Campo majoritário muda tese, mas mantém contradições.
A versão final da tese do Campo Majoritário procura trazer um “tom” diferente do apresentado no documento inicial. A sensação é de uma tentativa de afastar-se um pouco da ortodoxia que orienta a política econômica brasileira há mais de década (e que impregnava o documento anterior), procurando se reaproximar de uma idéia de desenvolvimento onde há algum espaço para o protagonismo da nação. A elaboração é trazida para um ponto um pouco mais próximo da tradição democrático popular, algo relevante para o debate entre os petistas sobre os rumos de seu projeto histórico. Isto permite um olhar mais atento sobre as concepções em debate.

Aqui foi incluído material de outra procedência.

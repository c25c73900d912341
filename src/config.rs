use crate::error::OcrError;
use crate::Args;
use std::time::Duration;

/// Keys shipped in sample env files that must never reach the provider.
const PLACEHOLDER_KEYS: &[&str] = &["changeme", "placeholder", "none", "null", "test"];

/// Server configuration
#[derive(Debug, Clone)]
pub struct Config {
    pub host: String,
    pub port: u16,
    pub max_file_size: usize,
    pub ocr: OcrSettings,
}

/// Settings for talking to the OCR provider
#[derive(Debug, Clone)]
pub struct OcrSettings {
    pub api_key: Option<String>,
    pub endpoint: String,
    /// Provider engine ids in priority order
    pub engines: Vec<u8>,
    pub early_exit_chars: usize,
    pub timeout: Duration,
    pub max_redirects: usize,
}

impl OcrSettings {
    /// Returns the API key, or `NotConfigured` when it is missing or a placeholder.
    pub fn credentials(&self) -> Result<&str, OcrError> {
        match self.api_key.as_deref().map(str::trim) {
            Some(key) if !is_placeholder(key) => Ok(key),
            _ => Err(OcrError::NotConfigured),
        }
    }

    pub fn is_configured(&self) -> bool {
        self.credentials().is_ok()
    }
}

impl Default for OcrSettings {
    fn default() -> Self {
        Self {
            api_key: None,
            endpoint: "https://api.ocr.space/parse/image".to_string(),
            engines: vec![2, 1],
            early_exit_chars: 100,
            timeout: Duration::from_secs(20),
            max_redirects: 3,
        }
    }
}

fn is_placeholder(key: &str) -> bool {
    let lower = key.to_ascii_lowercase();
    lower.is_empty()
        || lower.starts_with("your_")
        || lower.starts_with("your-")
        || lower.chars().all(|c| c == 'x' || c == '*')
        || PLACEHOLDER_KEYS.contains(&lower.as_str())
}

impl From<Args> for Config {
    fn from(args: Args) -> Self {
        Self {
            host: args.host,
            port: args.port,
            max_file_size: args.max_file_size,
            ocr: OcrSettings {
                api_key: args.ocr_api_key,
                endpoint: args.ocr_endpoint,
                engines: args.ocr_engines,
                early_exit_chars: args.early_exit_chars,
                timeout: Duration::from_secs(args.ocr_timeout_secs),
                max_redirects: args.max_redirects,
            },
        }
    }
}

Logo no seu início, o documento traz uma singela, mas importante, inflexão: o projeto de desenvolvimento é explicitado com um significativo rol de pressupostos (todos muito relevantes) que substitui o tripé básico anterior, também comum aos programas que o “consenso” neoliberal jogou sobre a América Latina. A vaga noção de “novas relações de Estado” é substituída por um “papel ativo do Estado na construção de um projeto estratégico de desenvolvimento do país”. “Distribuição de renda, geração de empregos, sustentabilidade, crédito, investimentos, agricultura familiar, controle social” tomam o espaço da genérica “inclusão econômica e social”. O terceiro e substancioso elemento, o “equilíbrio fiscal e monetário”, é suavizado com a retirada (?) do “monetário” e a agregação da “redução da dependência financeira do país”. Desta forma, o debate não só é trazido para um campo mais fértil e próximo da tradição dos petistas, como também tenta secundarizar, sem eliminar, o dogma do “equilíbrio fiscal e monetário”.
Sem participação popular
“A valorização do Congresso Nacional como fonte maior da representação popular é tarefa indispensável para se construir uma democracia autêntica no Brasil”. Esta passagem foi eliminada do novo texto. Mas isto não significou nenhum avanço na direção da “participação popular” como espaço de mudança de correlação de forças. O Orçamento Participativo têm uma única citação vaga e nada afirmativa. A opção da maioria partidária em definir o parlamento como espaço privilegiado das disputas continua presente no texto. Assim, não só revela os limites de um terreno onde as relações e a correlação de forças já são há muito conhecidas, seja pelos interesses fisiológicos ou pelo peso que o poder econômico exerce (lembre-se: “Luis Inácio falou, Luis Inácio avisou …”), como também ainda perde a oportunidade de apontar a necessidade de deslocar o campo de disputa democrática para as lutas sociais e a mobilização popular.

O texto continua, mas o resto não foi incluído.